Commit Graph

27 Commits

Author SHA1 Message Date
Alexandre Courbot
7973858907 gpu: nova-core: convert PFB registers to kernel register macro
Convert all PFB registers to use the kernel's register macro and update
the code accordingly.

NV_PGSP_QUEUE_HEAD was somehow caught in the PFB section, so move it to
its own section and convert it as well.

Reviewed-by: Eliot Courtney <ecourtney@nvidia.com>
Reviewed-by: Gary Guo <gary@garyguo.net>
Acked-by: Danilo Krummrich <dakr@kernel.org>
Link: https://patch.msgid.link/20260325-b4-nova-register-v4-4-bdf172f0f6ca@nvidia.com
Signed-off-by: Alexandre Courbot <acourbot@nvidia.com>
2026-03-26 15:08:27 +09:00
Alexandre Courbot
4e7588dcb0 gpu: nova-core: convert PBUS registers to kernel register macro
Convert all PBUS registers to use the kernel's register macro and update
the code accordingly.

Reviewed-by: Eliot Courtney <ecourtney@nvidia.com>
Reviewed-by: Gary Guo <gary@garyguo.net>
Acked-by: Danilo Krummrich <dakr@kernel.org>
Link: https://patch.msgid.link/20260325-b4-nova-register-v4-3-bdf172f0f6ca@nvidia.com
Signed-off-by: Alexandre Courbot <acourbot@nvidia.com>
2026-03-26 15:08:27 +09:00
Danilo Krummrich
e21ad5e51c gpu: nova-core: use Coherent::init to initialize GspFwWprMeta
Convert wpr_meta to use Coherent::init() and simplify the
initialization.  It also avoids a separate initialization of
GspFwWprMeta on the stack.

Reviewed-by: Gary Guo <gary@garyguo.net>
Reviewed-by: Alexandre Courbot <acourbot@nvidia.com>
Link: https://patch.msgid.link/20260320194626.36263-7-dakr@kernel.org
Signed-off-by: Danilo Krummrich <dakr@kernel.org>
2026-03-23 22:36:00 +01:00
Eliot Courtney
a19457958c gpu: nova-core: gsp: add mutex locking to Cmdq
Wrap `Cmdq`'s mutable state in a new struct `CmdqInner` and wrap that in
a Mutex.

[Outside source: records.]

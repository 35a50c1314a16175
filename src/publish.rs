//! Publish state machine. A component lives as a mutable Draft until it is
//! published, at which point it is assigned an identity, its fragment is
//! emitted and cached, and the snapshot becomes immutable. A reset retires
//! the identity permanently and returns the component to Draft.

use tracing::info;

use crate::assembler::{Document, DocumentAssembler};
use crate::catalogue::emit::EmitContext;
use crate::catalogue::{Component, Identity};
use crate::error::{CompileError, Result};
use crate::store::{DraftHandle, MemoryComponentStore};
use crate::synthesizer::{ExampleInstance, InstanceSynthesizer};
use crate::walker::{CompilerConfig, ComponentStore, GraphWalker};

/// Everything a model publish produces for downstream packaging.
#[derive(Debug)]
pub struct PublishOutput {
    pub identity: Identity,
    pub document: Document,
    pub instance: ExampleInstance,
}

pub struct Publisher<'a> {
    store: &'a MemoryComponentStore,
    config: CompilerConfig,
}

impl<'a> Publisher<'a> {
    pub fn new(store: &'a MemoryComponentStore) -> Self {
        Self {
            store,
            config: CompilerConfig::default(),
        }
    }

    pub fn with_config(store: &'a MemoryComponentStore, config: CompilerConfig) -> Self {
        Self { store, config }
    }

    /// Publish a single draft. All components it references must already be
    /// published; leaves have no references and publish freely. On any error
    /// the draft is left untouched.
    pub fn publish(&self, handle: DraftHandle) -> Result<Identity> {
        let component = self.prepare(handle)?;
        let identity = self.store.commit_publish(handle, component)?;
        info!(%identity, "component published");
        Ok(identity)
    }

    /// Publish a root component and compile the full model artefacts: the
    /// assembled schema document and a synthesized example instance. Nothing
    /// is committed to the store unless the whole compilation succeeds.
    pub fn publish_model(&self, handle: DraftHandle) -> Result<PublishOutput> {
        let mut component = self.prepare(handle)?;
        let walker = GraphWalker::with_config(self.store, self.config.clone());
        let walk = walker.walk(&component)?;
        let document = DocumentAssembler::new().assemble(&walk);
        document.validate_structure()?;
        let instance = InstanceSynthesizer::with_config(self.store, self.config.clone())
            .synthesize(&component);
        component.meta_mut().fragment = Some(walk.root_fragment.clone());
        let identity = self.store.commit_publish(handle, component)?;
        info!(
            %identity,
            definitions = walk.fragments.len() + 1,
            warnings = instance.warnings.len(),
            "model published"
        );
        Ok(PublishOutput {
            identity,
            document,
            instance,
        })
    }

    /// Retire a published component's identity and hand back a fresh draft
    /// handle. The retired identity can never be assigned again.
    pub fn reset(&self, identity: Identity) -> Result<DraftHandle> {
        let mut component = self.store.take_for_reset(identity)?;
        let handle = self.store.insert_draft({
            let meta = component.meta_mut();
            meta.identity = None;
            meta.fragment = None;
            meta.locked = false;
            component
        });
        info!(%identity, %handle, "component reset to draft");
        Ok(handle)
    }

    /// Validate the draft, check its dependencies and assign an identity,
    /// leaving the emitted fragment cached on the component. Nothing touches
    /// the store until the caller commits.
    fn prepare(&self, handle: DraftHandle) -> Result<Component> {
        let mut component = self
            .store
            .draft(handle)
            .ok_or(CompileError::UnknownDraft {
                handle: *handle.as_uuid(),
            })?;
        component
            .validate()
            .map_err(|source| CompileError::field(component.label(), source))?;
        for slot in component.typed_references() {
            let dependency =
                self.store
                    .get(&slot.identity)
                    .ok_or_else(|| CompileError::MissingDependency {
                        label: component.label().to_string(),
                        identity: slot.identity,
                    })?;
            if !slot.expected.admits(dependency.kind()) {
                return Err(CompileError::slot_mismatch(
                    component.label(),
                    &slot,
                    dependency.kind(),
                ));
            }
        }
        let identity = Identity::mint();
        component.meta_mut().identity = Some(identity);
        let fragment = component.emit_fragment(&EmitContext::new(self.store));
        let meta = component.meta_mut();
        meta.fragment = Some(fragment);
        meta.locked = true;
        Ok(component)
    }
}

#[cfg(test)]
mod tests {
    use super::*;
    use crate::catalogue::{BooleanLeaf, ClusterDef, LifecycleState, QuantityLeaf};

    #[test]
    fn publish_assigns_identity_and_locks() {
        let store = MemoryComponentStore::new();
        let handle = store.insert_draft(Component::Boolean(BooleanLeaf::new("Smoker")));
        let identity = Publisher::new(&store).publish(handle).unwrap();
        let published = store.get(&identity).unwrap();
        assert_eq!(published.identity(), Some(identity));
        assert_eq!(published.state(), LifecycleState::Published);
        assert!(published.meta().fragment.is_some());
        assert!(store.draft(handle).is_none());
    }

    #[test]
    fn publish_rejects_unpublished_dependency() {
        let store = MemoryComponentStore::new();
        let quantity = QuantityLeaf::new("Dose").with_units(Identity::mint());
        let handle = store.insert_draft(Component::Quantity(quantity));
        let result = Publisher::new(&store).publish(handle);
        assert!(matches!(result, Err(CompileError::MissingDependency { .. })));
        assert!(store.draft(handle).is_some(), "failed publish keeps the draft");
    }

    #[test]
    fn reset_retires_identity_and_returns_to_draft() {
        let store = MemoryComponentStore::new();
        let handle = store.insert_draft(Component::Boolean(BooleanLeaf::new("Smoker")));
        let publisher = Publisher::new(&store);
        let identity = publisher.publish(handle).unwrap();

        let fresh = publisher.reset(identity).unwrap();
        assert!(store.get(&identity).is_none());
        assert!(store.is_retired(&identity));
        let draft = store.draft(fresh).unwrap();
        assert!(draft.identity().is_none());
        assert!(draft.meta().fragment.is_none());

        // Republishing mints a new identity, never the retired one.
        let republished = publisher.publish(fresh).unwrap();
        assert_ne!(republished, identity);

        assert!(matches!(
            publisher.reset(identity),
            Err(CompileError::RetiredIdentity { .. })
        ));
    }

    #[test]
    fn cluster_cannot_publish_before_its_members() {
        let store = MemoryComponentStore::new();
        let publisher = Publisher::new(&store);

        let member_handle = store.insert_draft(Component::Boolean(BooleanLeaf::new("Smoker")));
        let member = publisher.publish(member_handle).unwrap();
        let missing = Identity::mint();

        let cluster = ClusterDef::new("Habits").with_member(member).with_member(missing);
        let handle = store.insert_draft(Component::Cluster(cluster));
        let result = publisher.publish(handle);
        assert!(matches!(
            result,
            Err(CompileError::MissingDependency { identity, .. }) if identity == missing
        ));
    }
}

This lets `Cmdq` methods take &self instead of &mut self, which
lets required commands be sent e.g. while unloading the driver.

The mutex is held over both send and receive in `send_command` to make
sure that it doesn't get the reply of some other command that could have
been sent just beforehand.

Reviewed-by: Zhi Wang <zhiw@nvidia.com>
Tested-by: Zhi Wang <zhiw@nvidia.com>
Signed-off-by: Eliot Courtney <ecourtney@nvidia.com>
Link: https://patch.msgid.link/20260318-cmdq-locking-v5-5-18b37e3f9069@nvidia.com
Signed-off-by: Alexandre Courbot <acourbot@nvidia.com>
2026-03-18 21:53:14 +09:00
Eliot Courtney
c3bd240f97 gpu: nova-core: gsp: add reply/no-reply info to CommandToGsp
Add type infrastructure to know what reply is expected from each
`CommandToGsp`. Uses a marker type `NoReply` which does not implement
`MessageFromGsp` to mark commands which don't expect a response.

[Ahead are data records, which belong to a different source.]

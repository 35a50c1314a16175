//! # modelclay
//!
//! A schema compiler for clinical data models. Modelers assemble typed
//! components from a closed catalogue (boolean, text, quantity, interval,
//! cluster, entry and friends), publish them to assign immutable
//! identities, and compile a root entity into a self-contained schema
//! document plus a synthesized example instance.
//!
//! ## Quick start
//!
//! ```
//! use modelclay::{
//!     BooleanLeaf, ClusterDef, Component, DataModelDef, EntryDef,
//!     MemoryComponentStore, PartyDef, Publisher,
//! };
//!
//! let store = MemoryComponentStore::new();
//! let publisher = Publisher::new(&store);
//!
//! let smoker = publisher
//!     .publish(store.insert_draft(Component::Boolean(BooleanLeaf::new("Smoker"))))
//!     .unwrap();
//! let lifestyle = publisher
//!     .publish(store.insert_draft(Component::Cluster(
//!         ClusterDef::new("Lifestyle").with_member(smoker),
//!     )))
//!     .unwrap();
//! let patient = publisher
//!     .publish(store.insert_draft(Component::Party(PartyDef::new("Patient"))))
//!     .unwrap();
//! let clinic = publisher
//!     .publish(store.insert_draft(Component::Party(PartyDef::new("Clinic"))))
//!     .unwrap();
//! let entry = publisher
//!     .publish(store.insert_draft(Component::Entry(
//!         EntryDef::new("Intake")
//!             .with_payload(lifestyle)
//!             .with_subject(patient)
//!             .with_provider(clinic),
//!     )))
//!     .unwrap();
//!
//! let model = DataModelDef::new("Lifestyle Record", "1.0.0").with_entry(entry);
//! let handle = store.insert_draft(Component::DataModel(model));
//! let output = publisher.publish_model(handle).unwrap();
//!
//! println!("{}", output.document.render());
//! println!("{}", output.instance.render());
//! ```

pub mod assembler;
pub mod catalogue;
pub mod error;
pub mod publish;
pub mod registry;
pub mod store;
pub mod synthesizer;
pub mod walker;

pub use assembler::{Document, DocumentAssembler, Fragment, Node};
pub use catalogue::{
    Annotation, AttestationDef, AuditDef, BlobLeaf, BooleanLeaf, ChangeType, ClusterDef,
    Component, ComponentKind, ComponentMeta, CountLeaf, DataModelDef, DurationKind, EmitContext,
    EntryDef, Identity, IntervalBound, IntervalDef, IntervalKind, LifecycleState, LinkLeaf,
    NumericBound, Occurrence, OrdinalLeaf, ParticipationDef, PartyDef, QuantityLeaf, RatioLeaf,
    ReferenceRange, Slot, SlotExpectation, SlotReference, TemporalLeaf, TextConstraint, TextLeaf,
    UnitsDef,
};
pub use error::{CompileError, FieldError, GenerationWarning, Result};
pub use publish::{PublishOutput, Publisher};
pub use registry::{IdentityRegistry, RoleSet, SlotRole};
pub use store::{DraftHandle, MemoryComponentStore};
pub use synthesizer::{ExampleInstance, InstanceSynthesizer};
pub use walker::{CompilerConfig, ComponentStore, GraphWalker, WalkResult, WalkStats};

Update `send_command` to wait for a reply and add `send_command_no_wait`
which sends a command that has no reply, without blocking.

This prepares for adding locking to the queue.

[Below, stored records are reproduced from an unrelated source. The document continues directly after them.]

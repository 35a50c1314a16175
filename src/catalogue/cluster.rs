use serde::{Deserialize, Serialize};

use crate::assembler::{Fragment, Node};
use crate::catalogue::emit::{self, EmitContext};
use crate::catalogue::{ComponentMeta, Identity};
use crate::error::FieldError;

/// Grouping variant: one ordered list of member references, which may be
/// leaf variants or other clusters. A cluster must never reach itself
/// through its members at any depth; the walker rejects that as a
/// structural error rather than silently dropping the edge.
#[derive(Debug, Clone, PartialEq, Serialize, Deserialize)]
pub struct ClusterDef {
    pub meta: ComponentMeta,
    pub members: Vec<Identity>,
}

impl ClusterDef {
    pub fn new(label: impl Into<String>) -> Self {
        Self {
            meta: ComponentMeta::new(label),
            members: Vec::new(),
        }
    }

    pub fn with_member(mut self, member: Identity) -> Self {
        self.members.push(member);
        self
    }

    pub fn validate(&self) -> Result<(), FieldError> {
        self.meta.validate()?;
        if self.members.is_empty() {
            return Err(FieldError::EmptyCluster {
                label: self.meta.label.clone(),
            });
        }
        Ok(())
    }

    /// Members are referenced through their adapters so each occurrence
    /// honors the member's own occurrence override.
    pub fn emit_fragment(&self, ctx: &EmitContext<'_>) -> Fragment {
        let body = self
            .members
            .iter()
            .map(|member| {
                Node::new("xs:element").attr("ref", ctx.adapter_name(member))
            })
            .collect();
        emit::leaf_fragment(&self.meta, body)
    }
}

#[cfg(test)]
mod tests {
    use super::*;

    #[test]
    fn empty_cluster_rejected() {
        let cluster = ClusterDef::new("Vitals");
        assert!(matches!(
            cluster.validate(),
            Err(FieldError::EmptyCluster { .. })
        ));
    }

    #[test]
    fn member_order_is_preserved() {
        let first = Identity::mint();
        let second = Identity::mint();
        let cluster = ClusterDef::new("Vitals").with_member(first).with_member(second);
        assert_eq!(cluster.members, vec![first, second]);
    }
}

Tested-by: Zhi Wang <zhiw@nvidia.com>
Reviewed-by: Gary Guo <gary@garyguo.net>
Signed-off-by: Eliot Courtney <ecourtney@nvidia.com>
Link: https://patch.msgid.link/20260318-cmdq-locking-v5-3-18b37e3f9069@nvidia.com
Signed-off-by: Alexandre Courbot <acourbot@nvidia.com>
2026-03-18 21:53:14 +09:00
Danilo Krummrich
76bce7ac51 Merge tag 'v7.0-rc4' into drm-rust-next
We need the latest fixes from drm-rust-fixes in drm-rust-next as well to
build on top of.

Signed-off-by: Danilo Krummrich <dakr@kernel.org>
2026-03-15 22:58:48 +01:00
John Hubbard
a247f8a107 gpu: nova-core: add FbRange.len() and use it in boot.rs
A tiny simplification: now that FbLayout uses its own specific FbRange
type, add an FbRange.len() method, and use that to (very slightly)
simplify the calculation of Frts::frts_size initialization.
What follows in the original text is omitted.